Обращаясь теперь к американским источникам информации, мы, вероятно, не погрешим против истины, если станем утверждать, что оба американских посла в Берлине Уильям Додд и Хью Вильсон не служили для Гитлера источниками сведений о своей стране. Они не встретили теплого приема как послы, а Додд к тому же вызывал у Гитлера особую неприязнь. Фюрер назвал его человеком «небольшого ума». Он говорил Ганфштенглю, что Додд «почти не говорит по-немецки и вообще не понимает, что к чему». Позже, в «Застольных разговорах», он отзывается о нем как о кретине. К Вильсону в Берлине относились лучше, однако нет никаких свидетельств о том, что он хотя бы раз во время своего недолгого срока пребывания послом подробно информировал фюрера о положении дел в своей стране.
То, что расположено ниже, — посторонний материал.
//! User registration form.

use std::collections::HashMap;
use std::sync::Arc;

use async_trait::async_trait;
use taxi_core::{TaxiError, TaxiResult, ValidationError};
use taxi_db::model::Model;
use taxi_db::value::Value;
use taxi_forms::form::NON_FIELD_ERRORS;
use taxi_forms::model_form::{generate_form_fields, ModelFormConfig, ModelFormFields};
use taxi_forms::{BaseForm, Form, FormErrors, FormFieldDef, FormFieldType, WidgetType};
use taxi_http::QueryDict;

use crate::hashers::{Argon2Hasher, PasswordHasher};
use crate::password_validation::PasswordPolicy;
use crate::user::AbstractUser;

/// Error message when the two password fields differ.
pub const PASSWORD_MISMATCH: &str = "The two password fields didn\u{2019}t match.";

const PASSWORD2_HELP: &str = "Enter the same password as before, for verification.";

/// Registration form: a username plus a password entered twice.
///
/// The model fields come from a [`ModelFormConfig`], so a form for a
/// richer user model (for example one with a license number) is built by
/// including more fields. `password1` and `password2` always come last.
///
/// Validation checks that both passwords match and then runs the
/// [`PasswordPolicy`] against the password, using the submitted username
/// and names as similarity attributes. Password errors are reported under
/// `password2`.
#[derive(Debug)]
pub struct UserCreationForm {
    inner: BaseForm,
    policy: Arc<PasswordPolicy>,
    hasher: Arc<dyn PasswordHasher>,
}

impl UserCreationForm {
    /// A form over [`AbstractUser`] with only the `username` field.
    pub fn new() -> TaxiResult<Self> {
        Self::from_config(
            ModelFormConfig::new(AbstractUser::meta())
                .with_fields(ModelFormFields::include(["username"])),
        )
    }

    /// A form exposing the model fields `config` selects, followed by the
    /// two password fields.
    pub fn from_config(config: ModelFormConfig) -> TaxiResult<Self> {
        let policy = Arc::new(PasswordPolicy::default());
        let mut fields = generate_form_fields(&config)?;
        fields.extend(password_fields(&policy));
        Ok(Self {
            inner: BaseForm::new(fields).with_name("UserCreationForm"),
            policy,
            hasher: Arc::new(Argon2Hasher),
        })
    }

    /// Replaces the password policy.
    #[must_use]
    pub fn with_policy(mut self, policy: Arc<PasswordPolicy>) -> Self {
        let help = policy.help_texts().join(" ");
        if let Some(field) = self.inner.field_mut("password1") {
            field.help_text = help;
        }
        self.policy = policy;
        self
    }

    /// Replaces the hasher used by [`save`](Self::save).
    #[must_use]
    pub fn with_hasher(mut self, hasher: Arc<dyn PasswordHasher>) -> Self {
        self.hasher = hasher;
        self
    }

    /// Sets the name used in log spans.
    #[must_use]
    pub fn with_name(mut self, name: impl Into<String>) -> Self {
        self.inner = self.inner.with_name(name);
        self
    }

    /// Adds a field before the password fields.
    #[must_use]
    pub fn with_extra_field(mut self, field: FormFieldDef) -> Self {
        let index = self
            .fields()
            .iter()
            .position(|f| f.name == "password1")
            .unwrap_or(self.fields().len());
        self.inner.insert_field(index, field);
        self
    }

    /// Returns the wrapped form.
    pub const fn inner(&self) -> &BaseForm {
        &self.inner
    }

    /// Returns the wrapped form for modification.
    pub fn inner_mut(&mut self) -> &mut BaseForm {
        &mut self.inner
    }

    /// Builds an unsaved user from the cleaned data, with the password
    /// hashed.
    pub async fn save(&self) -> TaxiResult<AbstractUser> {
        if !self.is_bound() || !self.errors().is_empty() || self.cleaned_data().is_empty() {
            return Err(TaxiError::Validation(ValidationError::new(
                "The user could not be created because the data didn't validate.",
                "invalid",
            )));
        }
        let data = self.cleaned_data();
        let text = |name: &str| {
            data.get(name)
                .and_then(Value::as_str)
                .unwrap_or_default()
                .to_string()
        };

        let mut user = AbstractUser::new(text("username"));
        user.first_name = text("first_name");
        user.last_name = text("last_name");
        user.email = text("email");
        user.set_password_with(self.hasher.as_ref(), &text("password1"))
            .await?;
        Ok(user)
    }

    fn similarity_attributes(&self) -> Vec<(&'static str, String)> {
        let data = self.cleaned_data();
        [
            ("username", "username"),
            ("first name", "first_name"),
            ("last name", "last_name"),
            ("email address", "email"),
        ]
        .into_iter()
        .filter_map(|(verbose, field)| {
            data.get(field)
                .and_then(Value::as_str)
                .map(|value| (verbose, value.to_string()))
        })
        .collect()
    }
}

fn password_fields(policy: &PasswordPolicy) -> [FormFieldDef; 2] {
    let unstripped = FormFieldType::Char {
        min_length: None,
        max_length: None,
        strip: false,
    };
    [
        FormFieldDef::new("password1", unstripped.clone())
            .label("Password")
            .widget(WidgetType::PasswordInput)
            .help_text(policy.help_texts().join(" ")),
        FormFieldDef::new("password2", unstripped)
            .label("Password confirmation")
            .widget(WidgetType::PasswordInput)
            .help_text(PASSWORD2_HELP),
    ]
}

#[async_trait]
impl Form for UserCreationForm {
    fn fields(&self) -> &[FormFieldDef] {
        self.inner.fields()
    }

    fn initial(&self) -> &HashMap<String, Value> {
        self.inner.initial()
    }

    fn prefix(&self) -> Option<&str> {
        self.inner.prefix()
    }

    fn bind(&mut self, data: &QueryDict) {
        self.inner.bind(data);
    }

    fn is_bound(&self) -> bool {
        self.inner.is_bound()
    }

    async fn is_valid(&mut self) -> bool {
        if !self.inner.is_bound() {
            return false;
        }
        self.inner.is_valid().await;
        if let Err(errors) = self.clean().await {
            for (field, errs) in errors {
                let field = (field != NON_FIELD_ERRORS).then_some(field);
                for e in errs {
                    self.inner.add_error(field.as_deref(), e);
                }
            }
        }
        let valid = self.inner.errors().is_empty();
        if !valid {
            tracing::debug!(form = self.inner.name(), "user creation rejected");
        }
        valid
    }

    fn errors(&self) -> &FormErrors {
        self.inner.errors()
    }

    fn cleaned_data(&self) -> &HashMap<String, Value> {
        self.inner.cleaned_data()
    }

    async fn clean(&self) -> Result<(), FormErrors> {
        let data = self.cleaned_data();
        let (Some(password1), Some(password2)) = (
            data.get("password1").and_then(Value::as_str),
            data.get("password2").and_then(Value::as_str),
        ) else {
            return Ok(());
        };

        let mut errors = FormErrors::new();
        if password1 != password2 {
            errors.insert(
                "password2".to_string(),
                vec![ValidationError::new(PASSWORD_MISMATCH, "password_mismatch")],
            );
            return Err(errors);
        }

        let owned = self.similarity_attributes();
        let attributes: Vec<(&str, &str)> =
            owned.iter().map(|(k, v)| (*k, v.as_str())).collect();
        if let Err(failures) = self.policy.validate(password2, &attributes) {
            errors.insert("password2".to_string(), failures);
            return Err(errors);
        }
        Ok(())
    }
}
//! # taxi-auth
//!
//! The user side of taxi-rs: the [`AbstractUser`] identity record that
//! drivers build on, password hashing, password strength validation, and
//! the [`UserCreationForm`] registration form.
//!
//! Hashing is CPU-bound and runs on tokio's blocking pool, so none of the
//! async APIs here stall the runtime.

pub mod forms;
pub mod hashers;
pub mod password_validation;
pub mod user;

pub use forms::UserCreationForm;
pub use hashers::{
    check_password, is_password_usable, make_password, make_password_with, Argon2Hasher,
    PasswordHasher, Pbkdf2Hasher,
};
pub use password_validation::{validate_password, PasswordPolicy, PasswordValidator};
pub use user::AbstractUser;
//! Form field definitions and type-level cleaning.
//!
//! A [`FormFieldDef`] describes one form field: its [`FormFieldType`],
//! widget, labels, and attached validators. [`clean_field_value`] turns
//! the raw submitted strings for a field into a typed [`Value`].

use std::collections::HashMap;
use std::sync::{Arc, LazyLock};

use regex::Regex;
use taxi_core::ValidationError;
use taxi_db::validators::Validator;
use taxi_db::value::Value;

use crate::widgets::WidgetType;

static EMAIL_RE: LazyLock<Regex> = LazyLock::new(|| {
    Regex::new(r"^[a-zA-Z0-9._%+\-]+@[a-zA-Z0-9.\-]+\.[a-zA-Z]{2,}$").expect("valid regex")
});

/// The type of a form field, with its type-specific parameters.
#[derive(Debug, Clone, PartialEq, Eq)]
pub enum FormFieldType {
    /// A string field.
    Char {
        /// Minimum length, in characters.
        min_length: Option<usize>,
        /// Maximum length, in characters.
        max_length: Option<usize>,
        /// Whether surrounding whitespace is removed before validation.
        strip: bool,
    },
    /// An integer field.
    Integer {
        /// Minimum allowed value.
        min_value: Option<i64>,
        /// Maximum allowed value.
        max_value: Option<i64>,
    },
    /// A checkbox.
    Boolean,
    /// An email address.
    Email,
    /// A single reference to a model instance, picked by primary key.
    ModelChoice {
        /// Available `(pk, label)` pairs.
        choices: Vec<(String, String)>,
    },
    /// Any number of references to model instances.
    ModelMultipleChoice {
        /// Available `(pk, label)` pairs.
        choices: Vec<(String, String)>,
    },
}

impl FormFieldType {
    /// A stripped `Char` field without length limits.
    pub const fn char() -> Self {
        Self::Char {
            min_length: None,
            max_length: None,
            strip: true,
        }
    }

    /// Returns the widget used when none is configured.
    pub const fn default_widget(&self) -> WidgetType {
        match self {
            Self::Char { .. } => WidgetType::TextInput,
            Self::Integer { .. } => WidgetType::NumberInput,
            Self::Boolean => WidgetType::CheckboxInput,
            Self::Email => WidgetType::EmailInput,
            Self::ModelChoice { .. } => WidgetType::Select,
            Self::ModelMultipleChoice { .. } => WidgetType::SelectMultiple,
        }
    }

    /// Returns the available choices of a choice field.
    pub fn choices(&self) -> Option<&[(String, String)]> {
        match self {
            Self::ModelChoice { choices } | Self::ModelMultipleChoice { choices } => Some(choices),
            _ => None,
        }
    }
}

/// Complete definition of a form field.
///
/// This is the form-side counterpart of
/// [`FieldDef`](taxi_db::fields::FieldDef).
#[derive(Debug, Clone)]
pub struct FormFieldDef {
    /// The field name.
    pub name: String,
    /// The field type, controlling coercion.
    pub field_type: FormFieldType,
    /// Whether an empty submission is rejected.
    pub required: bool,
    /// Value shown before the form is bound.
    pub initial: Option<Value>,
    /// Human-readable label.
    pub label: String,
    /// Help text shown next to the field.
    pub help_text: String,
    /// The widget the field is presented with.
    pub widget: WidgetType,
    /// Validators run on the cleaned value.
    pub validators: Vec<Arc<dyn Validator>>,
    /// Message overrides keyed by error code.
    pub error_messages: HashMap<String, String>,
    /// Disabled fields ignore submitted data and keep their initial value.
    pub disabled: bool,
}

impl FormFieldDef {
    /// Creates a required field with the default widget for its type.
    pub fn new(name: impl Into<String>, field_type: FormFieldType) -> Self {
        let name = name.into();
        let label = name.replace('_', " ");
        Self {
            widget: field_type.default_widget(),
            name,
            field_type,
            required: true,
            initial: None,
            label,
            help_text: String::new(),
            validators: Vec::new(),
            error_messages: HashMap::new(),
            disabled: false,
        }
    }

    /// Sets whether the field is required.
    #[must_use]
    pub const fn required(mut self, required: bool) -> Self {
        self.required = required;
        self
    }

    /// Sets the initial value.
    #[must_use]
    pub fn initial(mut self, value: impl Into<Value>) -> Self {
        self.initial = Some(value.into());
        self
    }

    /// Sets the label.
    #[must_use]
    pub fn label(mut self, label: impl Into<String>) -> Self {
        self.label = label.into();
        self
    }

    /// Sets the help text.
    #[must_use]
    pub fn help_text(mut self, text: impl Into<String>) -> Self {
        self.help_text = text.into();
        self
    }

    /// Sets the widget.
    #[must_use]
    pub const fn widget(mut self, widget: WidgetType) -> Self {
        self.widget = widget;
        self
    }

    /// Attaches a validator.
    #[must_use]
    pub fn validator(self, validator: impl Validator + 'static) -> Self {
        self.shared_validator(Arc::new(validator))
    }

    /// Attaches a validator instance that is also used elsewhere.
    #[must_use]
    pub fn shared_validator(mut self, validator: Arc<dyn Validator>) -> Self {
        self.validators.push(validator);
        self
    }

    /// Overrides the message for an error code.
    #[must_use]
    pub fn error_message(mut self, code: impl Into<String>, message: impl Into<String>) -> Self {
        self.error_messages.insert(code.into(), message.into());
        self
    }

    /// Sets whether the field is disabled.
    #[must_use]
    pub const fn disabled(mut self, disabled: bool) -> Self {
        self.disabled = disabled;
        self
    }

    fn error(&self, code: &str, default: impl Into<String>) -> ValidationError {
        let message = self
            .error_messages
            .get(code)
            .cloned()
            .unwrap_or_else(|| default.into());
        ValidationError::new(message, code)
    }
}

/// Cleans the raw submitted values of one field into a typed [`Value`].
///
/// `raw` holds every value submitted under the field's name; an empty
/// slice means nothing was submitted. Single-valued fields use the last
/// value.
///
/// The steps are: required check, coercion and type constraints, then
/// the attached validators. Validators only run when the type-level
/// checks passed and the value is not empty.
///
/// # Examples
///
/// ```
/// use taxi_forms::fields::{clean_field_value, FormFieldDef, FormFieldType};
/// use taxi_db::value::Value;
///
/// let field = FormFieldDef::new("model", FormFieldType::char());
/// assert_eq!(
///     clean_field_value(&field, &[" Prius ".to_string()]),
///     Ok(Value::from("Prius")),
/// );
/// assert!(clean_field_value(&field, &[]).is_err());
/// ```
pub fn clean_field_value(
    field: &FormFieldDef,
    raw: &[String],
) -> Result<Value, Vec<ValidationError>> {
    if let FormFieldType::ModelMultipleChoice { choices } = &field.field_type {
        return clean_multiple_choice(field, choices, raw);
    }

    let raw_str = raw.last().map_or("", String::as_str);
    let value = match &field.field_type {
        FormFieldType::Boolean => return clean_boolean(field, raw_str),
        FormFieldType::Char { strip: true, .. }
        | FormFieldType::Email
        | FormFieldType::Integer { .. }
        | FormFieldType::ModelChoice { .. } => raw_str.trim(),
        _ => raw_str,
    };

    if value.is_empty() {
        if field.required {
            return Err(vec![field.error("required", "This field is required.")]);
        }
        return Ok(empty_value(&field.field_type));
    }

    let mut errors = Vec::new();
    let cleaned = match &field.field_type {
        FormFieldType::Char {
            min_length,
            max_length,
            ..
        } => {
            let len = value.chars().count();
            if let Some(min) = min_length.filter(|min| len < *min) {
                errors.push(
                    field
                        .error(
                            "min_length",
                            format!("Ensure this value has at least {min} characters (it has {len})."),
                        )
                        .with_param("limit_value", min.to_string())
                        .with_param("show_value", len.to_string()),
                );
            }
            if let Some(max) = max_length.filter(|max| len > *max) {
                errors.push(
                    field
                        .error(
                            "max_length",
                            format!("Ensure this value has at most {max} characters (it has {len})."),
                        )
                        .with_param("limit_value", max.to_string())
                        .with_param("show_value", len.to_string()),
                );
            }
            Value::from(value)
        }
        FormFieldType::Integer {
            min_value,
            max_value,
        } => match value.parse::<i64>() {
            Ok(n) => {
                if let Some(min) = min_value.filter(|min| n < *min) {
                    errors.push(field.error(
                        "min_value",
                        format!("Ensure this value is greater than or equal to {min}."),
                    ));
                }
                if let Some(max) = max_value.filter(|max| n > *max) {
                    errors.push(field.error(
                        "max_value",
                        format!("Ensure this value is less than or equal to {max}."),
                    ));
                }
                Value::Int(n)
            }
            Err(_) => return Err(vec![field.error("invalid", "Enter a whole number.")]),
        },
        FormFieldType::Email => {
            if !EMAIL_RE.is_match(value) {
                errors.push(field.error("invalid", "Enter a valid email address."));
            }
            Value::from(value)
        }
        FormFieldType::ModelChoice { choices } => {
            if !choices.iter().any(|(pk, _)| pk == value) {
                return Err(vec![field
                    .error(
                        "invalid_choice",
                        "Select a valid choice. That choice is not one of the available choices.",
                    )
                    .with_param("value", value)]);
            }
            pk_value(value)
        }
        FormFieldType::Boolean | FormFieldType::ModelMultipleChoice { .. } => {
            unreachable!("handled above")
        }
    };

    if !errors.is_empty() {
        return Err(errors);
    }
    run_validators(field, cleaned)
}

fn clean_boolean(field: &FormFieldDef, raw: &str) -> Result<Value, Vec<ValidationError>> {
    let checked = !matches!(raw.to_ascii_lowercase().as_str(), "" | "false" | "0" | "off");
    if field.required && !checked {
        return Err(vec![field.error("required", "This field is required.")]);
    }
    Ok(Value::Bool(checked))
}

fn clean_multiple_choice(
    field: &FormFieldDef,
    choices: &[(String, String)],
    raw: &[String],
) -> Result<Value, Vec<ValidationError>> {
    let mut selected: Vec<&str> = Vec::with_capacity(raw.len());
    for value in raw.iter().map(|v| v.trim()).filter(|v| !v.is_empty()) {
        if !selected.contains(&value) {
            selected.push(value);
        }
    }

    if selected.is_empty() {
        if field.required {
            return Err(vec![field.error("required", "This field is required.")]);
        }
        return Ok(Value::List(Vec::new()));
    }

    let errors: Vec<ValidationError> = selected
        .iter()
        .filter(|value| !choices.iter().any(|(pk, _)| pk == *value))
        .map(|value| {
            field
                .error(
                    "invalid_choice",
                    format!("Select a valid choice. {value} is not one of the available choices."),
                )
                .with_param("value", *value)
        })
        .collect();
    if !errors.is_empty() {
        return Err(errors);
    }

    run_validators(
        field,
        Value::List(selected.into_iter().map(pk_value).collect()),
    )
}

fn run_validators(field: &FormFieldDef, value: Value) -> Result<Value, Vec<ValidationError>> {
    let errors: Vec<ValidationError> = field
        .validators
        .iter()
        .filter_map(|v| v.validate(&value).err())
        .map(|e| match field.error_messages.get(&e.code) {
            Some(message) => ValidationError {
                message: message.clone(),
                ..e
            },
            None => e,
        })
        .collect();
    if errors.is_empty() {
        Ok(value)
    } else {
        Err(errors)
    }
}

fn pk_value(raw: &str) -> Value {
    raw.parse::<i64>().map_or_else(|_| Value::from(raw), Value::Int)
}

const fn empty_value(field_type: &FormFieldType) -> Value {
    match field_type {
        FormFieldType::Char { .. } | FormFieldType::Email => Value::String(String::new()),
        FormFieldType::ModelMultipleChoice { .. } => Value::List(Vec::new()),
        _ => Value::Null,
    }
}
Гитлер дал несколько интервью знаменитым американским журналистам, таким как Уильям Рэндольф Херст и Анна О'Харе-Маккормик, но во время этих интервью говорил в основном он сам. Гитлер ограничивался только самыми общими замечаниями о немецко-американских отношениях, слегка удивившись при этом, почему об этом вообще зашла речь. В число других американцев, с которыми Гитлер встречался в этот период, входят Т.Дж. Уотсон из «Интернэшнл бизнес машин», 1937 год, бывший президент США Герберт Гувер, 1938 год, В.Р. Дэвис, нефтяной магнат, 1939 год, Дж. Д. Муни из «Дженерал моторс» и помощник Государственного секретаря Самнер Уэлльс, 1940 год, а также бывший посол США в Брюсселе Кудаи, 1941 год. Он встречался также с различными лидерами американских немцев, например с Якобом Шурманом, и с людьми, связанными с нацистским движением в Америке, Грантом Стоддардом и Фрицем Куном. В конце 30-х годов Геринг и Гесс представили Гитлеру нескольких американцев с сомнительными полномочиями. Однако свидетельств того, что его заинтересовало содержание разговора с ними, или того, что они произвели на фюрера большое впечатление, нет. Как обычно, во время беседы Гитлер больше говорил сам, чем слушал, хотя, вполне возможно, что он воспринял кое-какие обрывки информации, подтверждавшие его идеи.

Муни пытался объяснить ему, что Рузвельт человек умеренных взглядов. Кудаи дал понять, что он (Кудаи) считает политику Рузвельта «неправильной, абсолютно неверной», что Англия потеряла былую силу и что, хотя в Западном полушарии все боятся немецкой армии и даже опасаются ее вторжения в Америку, он надеется убедить американский народ, что победа Германии в Европе ничем ему не угрожает. Что касается беседы с Уэлльсом, то Гитлер писал Муссолини, что не узнал от него ничего нового и вообще не понимает, зачем явился к нему этот американец. Как отметил в феврале 1940 года в своем дневнике Ульрих фон Хассель, бывший немецкий посол в Риме: «Гитлер и американцы говорят на столь различных языках, что понимание между ними просто невозможно». Даже Стоддард, который нарисовал Гитлеру розовую картину будущего нацизма в Америке, ушел от фюрера разочарованным, а о Гувере Гитлер высказался весьма кратко: «Мелкий человечишко – в нашей стране сгодился бы только на то, чтобы занять должность местного партийного служаки».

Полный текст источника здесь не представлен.